Problem (Test Question) • חברה מעונינת להבטיח מספר יישומים קריטיים (משכורות, כח אדם, דו"חות מכירות) מפני תוקף חיצוני או פנימי. ההנחה היא שהתוקף עלול להשתלט על מחשב אחד או מחשבים מעטים, ובפרט מניחים שלא יוכל להשתלט על שרתים (שמאובטחים היטב) אלא רק על תחנות עבודה. מעונינים למנוע מהתוקף, אפילו אם הוא שולט על מחשב אחד שנמצא ברשת מקומית מסוימת, מלחשוף או לשנות הודעות בין מחשבים ברשת שאינם נשלטים על ידיו ובין אחד משרתי היישומים הקריטיים. מוצע להגן ע"י שימוש ב-IP-sec בשיטת ESP ומצב Transport, בין כל תחנת עבודה לבין השרתים שמריצים את אותם שירותים קריטיים. • הראה שפתרון זה עשוי שלא למנוע התקפה, ותוקף ששולט במחשב אחד ברשת עלול להיות מסוגל להתחזות לשרת היישום הקריטי. רמז: שרתים אחרים ברשת, שאינם מריצים את היישומים הקריטיים, אינם מריצים IP-sec.

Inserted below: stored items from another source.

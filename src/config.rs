//! Application Configuration
//!
//! All configuration values are loaded from environment variables.
//! No hardcoded secrets or sensitive data.

use std::env;
use std::str::FromStr;
use std::time::Duration;

/// Longest accepted token lifetime in seconds (ten years)
pub const MAX_TOKEN_TTL_SECS: i64 = 10 * 365 * 24 * 60 * 60;

/// Configuration loading errors
#[derive(Debug, Clone, PartialEq, Eq, thiserror::Error)]
pub enum ConfigError {
    #[error("{0} environment variable must be set")]
    Missing(&'static str),

    #[error("{key} has an invalid value: {value:?}")]
    Invalid { key: &'static str, value: String },

    #[error("{0}")]
    Rejected(String),
}

fn require_env(key: &'static str) -> Result<String, ConfigError> {
    env::var(key)
        .ok()
        .filter(|v| !v.trim().is_empty())
        .ok_or(ConfigError::Missing(key))
}

fn parse_env<T: FromStr>(key: &'static str, default: T) -> Result<T, ConfigError> {
    match env::var(key) {
        Ok(raw) => raw
            .trim()
            .parse()
            .map_err(|_| ConfigError::Invalid { key, value: raw }),
        Err(_) => Ok(default),
    }
}

/// Top-level configuration for the API server
#[derive(Debug, Clone)]
pub struct AppConfig {
    pub bind_addr: String,
    pub database: DatabaseConfig,
    pub auth: AuthConfig,
    pub mail: MailConfig,
}

impl AppConfig {
    /// Load every section from the environment and validate it
    pub fn from_env() -> Result<Self, ConfigError> {
        let bind_addr = match env::var("BIND_ADDR") {
            Ok(addr) => addr,
            Err(_) => format!("0.0.0.0:{}", parse_env::<u16>("PORT", 3000)?),
        };

        let auth = AuthConfig::from_env()?;
        auth.validate()?;

        Ok(Self {
            bind_addr,
            database: DatabaseConfig::from_env()?,
            auth,
            mail: MailConfig::from_env()?,
        })
    }
}

/// PostgreSQL connection settings
#[derive(Debug, Clone)]
pub struct DatabaseConfig {
    /// Connection string (from DATABASE_URL env var)
    pub url: String,

    /// Pool size (from DATABASE_MAX_CONNECTIONS env var)
    pub max_connections: u32,
}

impl DatabaseConfig {
    pub fn from_env() -> Result<Self, ConfigError> {
        Ok(Self {
            url: require_env("DATABASE_URL")?,
            max_connections: parse_env("DATABASE_MAX_CONNECTIONS", 10)?,
        })
    }
}

/// Argon2id cost parameters
#[derive(Debug, Clone)]
pub struct HashingConfig {
    /// Memory cost in KiB (from ARGON2_MEMORY_COST env var)
    pub memory_cost: u32,

    /// Iterations (from ARGON2_TIME_COST env var)
    pub time_cost: u32,

    /// Lanes (from ARGON2_PARALLELISM env var)
    pub parallelism: u32,
}

impl HashingConfig {
    pub fn from_env() -> Result<Self, ConfigError> {
        Ok(Self {
            memory_cost: parse_env("ARGON2_MEMORY_COST", 19456)?, // 19 MiB
            time_cost: parse_env("ARGON2_TIME_COST", 2)?,
            parallelism: parse_env("ARGON2_PARALLELISM", 1)?,
        })
    }
}

/// Authentication configuration loaded from environment
#[derive(Debug, Clone)]
pub struct AuthConfig {
    /// Secret for signing access tokens (from JWT_SECRET env var)
    pub access_secret: String,

    /// Secret for signing refresh tokens (from JWT_REFRESH_SECRET env var)
    pub refresh_secret: String,

    /// Access token lifetime in seconds (from JWT_ACCESS_EXPIRATION env var)
    pub access_token_expiration: i64,

    /// Refresh token lifetime in seconds (from JWT_REFRESH_EXPIRATION env var)
    pub refresh_token_expiration: i64,

    /// JWT issuer (from JWT_ISSUER env var)
    pub jwt_issuer: String,

    /// JWT audience (from JWT_AUDIENCE env var)
    pub jwt_audience: String,

    /// Password hashing cost
    pub hashing: HashingConfig,

    /// Mint a refresh token on every authenticated request and return it in
    /// the `X-Refresh-Token` header (from ROTATE_REFRESH_ON_REQUEST env var)
    pub rotate_refresh_on_request: bool,

    /// Deadline for a single token store call in milliseconds (from STORE_TIMEOUT_MS env var)
    pub store_timeout_ms: u64,
}

impl AuthConfig {
    /// Load configuration from environment variables
    pub fn from_env() -> Result<Self, ConfigError> {
        Ok(Self {
            access_secret: require_env("JWT_SECRET")?,
            refresh_secret: require_env("JWT_REFRESH_SECRET")?,
            access_token_expiration: parse_env("JWT_ACCESS_EXPIRATION", 900)?, // 15 minutes
            refresh_token_expiration: parse_env("JWT_REFRESH_EXPIRATION", 604800)?, // 7 days
            jwt_issuer: env::var("JWT_ISSUER").unwrap_or_else(|_| "portfolio-api".to_string()),
            jwt_audience: env::var("JWT_AUDIENCE")
                .unwrap_or_else(|_| "portfolio-clients".to_string()),
            hashing: HashingConfig::from_env()?,
            rotate_refresh_on_request: env::var("ROTATE_REFRESH_ON_REQUEST")
                .map(|v| !v.eq_ignore_ascii_case("false"))
                .unwrap_or(true),
            store_timeout_ms: parse_env("STORE_TIMEOUT_MS", 5000)?,
        })
    }

    /// Validate the configuration
    pub fn validate(&self) -> Result<(), ConfigError> {
        if self.access_secret.len() < 32 {
            return Err(ConfigError::Rejected(
                "JWT_SECRET must be at least 32 characters".to_string(),
            ));
        }

        if self.refresh_secret.len() < 32 {
            return Err(ConfigError::Rejected(
                "JWT_REFRESH_SECRET must be at least 32 characters".to_string(),
            ));
        }

        if self.access_token_expiration <= 0 {
            return Err(ConfigError::Rejected(
                "JWT_ACCESS_EXPIRATION must be positive".to_string(),
            ));
        }

        if self.refresh_token_expiration > MAX_TOKEN_TTL_SECS {
            return Err(ConfigError::Rejected(format!(
                "JWT_REFRESH_EXPIRATION must not exceed {MAX_TOKEN_TTL_SECS} seconds"
            )));
        }

        if self.refresh_token_expiration <= self.access_token_expiration {
            return Err(ConfigError::Rejected(
                "JWT_REFRESH_EXPIRATION must be greater than JWT_ACCESS_EXPIRATION".to_string(),
            ));
        }

        if self.store_timeout_ms == 0 {
            return Err(ConfigError::Rejected(
                "STORE_TIMEOUT_MS must be positive".to_string(),
            ));
        }

        if self.access_secret == self.refresh_secret {
            tracing::warn!("JWT_SECRET and JWT_REFRESH_SECRET are identical");
        }

        Ok(())
    }

    pub fn store_timeout(&self) -> Duration {
        Duration::from_millis(self.store_timeout_ms)
    }
}

/// Outbound mail settings for the contact endpoint
#[derive(Debug, Clone)]
pub struct MailConfig {
    /// SMTP relay host (from SMTP_HOST env var)
    pub smtp_host: String,

    /// Mailbox that both sends and receives contact messages (from EMAIL_USER env var)
    pub username: String,

    /// App password for the mailbox (from EMAIL_APP_PASSWORD env var)
    pub password: String,
}

impl MailConfig {
    pub fn from_env() -> Result<Self, ConfigError> {
        Ok(Self {
            smtp_host: env::var("SMTP_HOST").unwrap_or_else(|_| "smtp.gmail.com".to_string()),
            username: require_env("EMAIL_USER")?,
            password: require_env("EMAIL_APP_PASSWORD")?,
        })
    }
}

#[cfg(test)]
impl AuthConfig {
    /// Cheap settings for unit tests
    pub(crate) fn for_tests() -> Self {
        Self {
            access_secret: "a".repeat(32),
            refresh_secret: "r".repeat(32),
            access_token_expiration: 900,
            refresh_token_expiration: 604800,
            jwt_issuer: "test".to_string(),
            jwt_audience: "test".to_string(),
            hashing: HashingConfig {
                memory_cost: 1024,
                time_cost: 1,
                parallelism: 1,
            },
            rotate_refresh_on_request: true,
            store_timeout_ms: 5000,
        }
    }
}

Solution • The key idea is that only application servers are protected with IPSec. • What about DNS servers? (or any other naming servers) • The following attack may happen • ADV takes control over some computer (a client/DNS) which are not protected. • ADV changes DNS record to point to the controlled computer • When the application needs to transmit information, it transmits to the wrong IP thus not protecting the data with IPSec. • The application is UNAWARE of it.